Gut-brain relationship in dementia and Alzheimer's disease: Impact on stress and immunity

Alzheimer’s disease (AD) is increasingly recognized as a condition shaped not only by central nervous system pathology but also by complex, bidirectional interactions between the gut, brain, and immune system. This review synthesizes emerging evidence on gut-brain-immune dysregulation in AD, with particular attention to how chronic stress, microbial imbalance, and neuroimmune signaling converge to influence disease risk and progression. We move beyond traditional microbiome-focused perspectives to incorporate non-microbial gut-derived mediators, including enteroendocrine hormones, bile acids, and vagal neuropeptides, which contribute to immune modulation, neurotransmission, and brain homeostasis. Importantly, we highlight that AD-related neurodegeneration can also feedback to impair gastrointestinal function and microbial composition, creating a self-reinforcing pathological loop.
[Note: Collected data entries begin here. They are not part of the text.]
//! WebAssembly File Registry (spec §4.2): maps a CDP script identifier to
//! its parsed `DwarfContainer`, and separately remembers non-WASM script
//! URLs so JavaScript frames still get a sensible display name.

use crate::debugger::address::{CodeOffset, SourceLocation};
use crate::debugger::dwarf::DwarfContainer;
use crate::debugger::error::{Error, Result};
use indexmap::IndexMap;

pub struct WebAssemblyFile {
    pub script_id: String,
    pub url: String,
    pub container: DwarfContainer,
}

#[derive(Default)]
pub struct FileRegistry {
    wasm: IndexMap<String, WebAssemblyFile>,
    non_wasm: IndexMap<String, String>,
}

impl FileRegistry {
    pub fn new() -> Self {
        Self::default()
    }

    /// Register a parsed WASM module. Idempotent: an existing script id
    /// is left untouched (spec §4.2, "refuses to replace an existing
    /// entry").
    pub fn load_wasm(&mut self, script_id: String, url: String, container: DwarfContainer) {
        self.wasm.entry(script_id.clone()).or_insert(WebAssemblyFile {
            script_id,
            url,
            container,
        });
    }

    pub fn load_non_wasm(&mut self, script_id: String, url: String) {
        self.non_wasm.entry(script_id).or_insert(url);
    }

    pub fn reset(&mut self) {
        self.wasm.clear();
        self.non_wasm.clear();
    }

    pub fn file(&self, script_id: &str) -> Option<&WebAssemblyFile> {
        self.wasm.get(script_id)
    }

    pub fn file_mut(&mut self, script_id: &str) -> Option<&mut WebAssemblyFile> {
        self.wasm.get_mut(script_id)
    }

    /// `findFileFromLocation` (spec §4.2): resolve a CDP location to a
    /// source location, synthesizing one for non-WASM scripts so
    /// JavaScript frames still display.
    pub fn find_location(
        &self,
        script_id: &str,
        line_number: u32,
        column_number: Option<u32>,
    ) -> Result<SourceLocation> {
        if let Some(file) = self.wasm.get(script_id) {
            let offset = CodeOffset(column_number.unwrap_or(0));
            return file
                .container
                .address_to_line(offset)
                .ok_or(Error::AddressUnresolved);
        }

        if let Some(url) = self.non_wasm.get(script_id) {
            return Ok(SourceLocation {
                file: url.clone(),
                line: line_number + 1,
                column: column_number,
            });
        }

        Err(Error::AddressUnresolved)
    }

    /// `findAddressFromFileLocation` (spec §4.2): first matching file in
    /// insertion order.
    pub fn find_address(&self, file: &str, line: u32) -> Option<(String, CodeOffset)> {
        self.wasm.values().find_map(|f| {
            f.container
                .line_to_address(file, line)
                .map(|addr| (f.script_id.clone(), addr))
        })
    }
}

#[cfg(test)]
mod tests {
    use super::*;

    #[test]
    fn non_wasm_location_uses_cdp_line_plus_one() {
        let mut reg = FileRegistry::new();
        reg.load_non_wasm("js-1".into(), "app.js".into());
        let loc = reg.find_location("js-1", 9, Some(4)).unwrap();
        assert_eq!(loc.file, "app.js");
        assert_eq!(loc.line, 10);
    }

    #[test]
    fn loading_twice_keeps_first_entry() {
        // two calls with the same script id; second is a no-op per the
        // idempotent-load rule.
        let mut reg = FileRegistry::new();
        reg.load_non_wasm("js-1".into(), "first.js".into());
        reg.load_non_wasm("js-1".into(), "second.js".into());
        assert_eq!(reg.non_wasm.get("js-1").unwrap(), "first.js");
    }
}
The review integrates recent findings on the role of host genetic polymorphisms, such as APOE4 and TREM2, in modulating gut permeability, immune tone, and microbiota profiles—emphasizing a systems biology model in which genome-microbiome interactions shape AD susceptibility. We also explore how single-cell omics technologies and multi-organ frameworks are redefining our understanding of gut-brain-immune circuits at cellular resolution. The translational section critically evaluates current and potential therapeutic strategies, including dietary, microbial, behavioral, and endocrine interventions, while addressing the challenges of applying preclinical findings to diverse human populations across the disease spectrum. By incorporating age-, stage-, and genotype-specific considerations, this review offers a comprehensive and timely synthesis of the gut-brain-stress axis in AD, positioning it as a key frontier in mechanistic research and precision therapeutic development.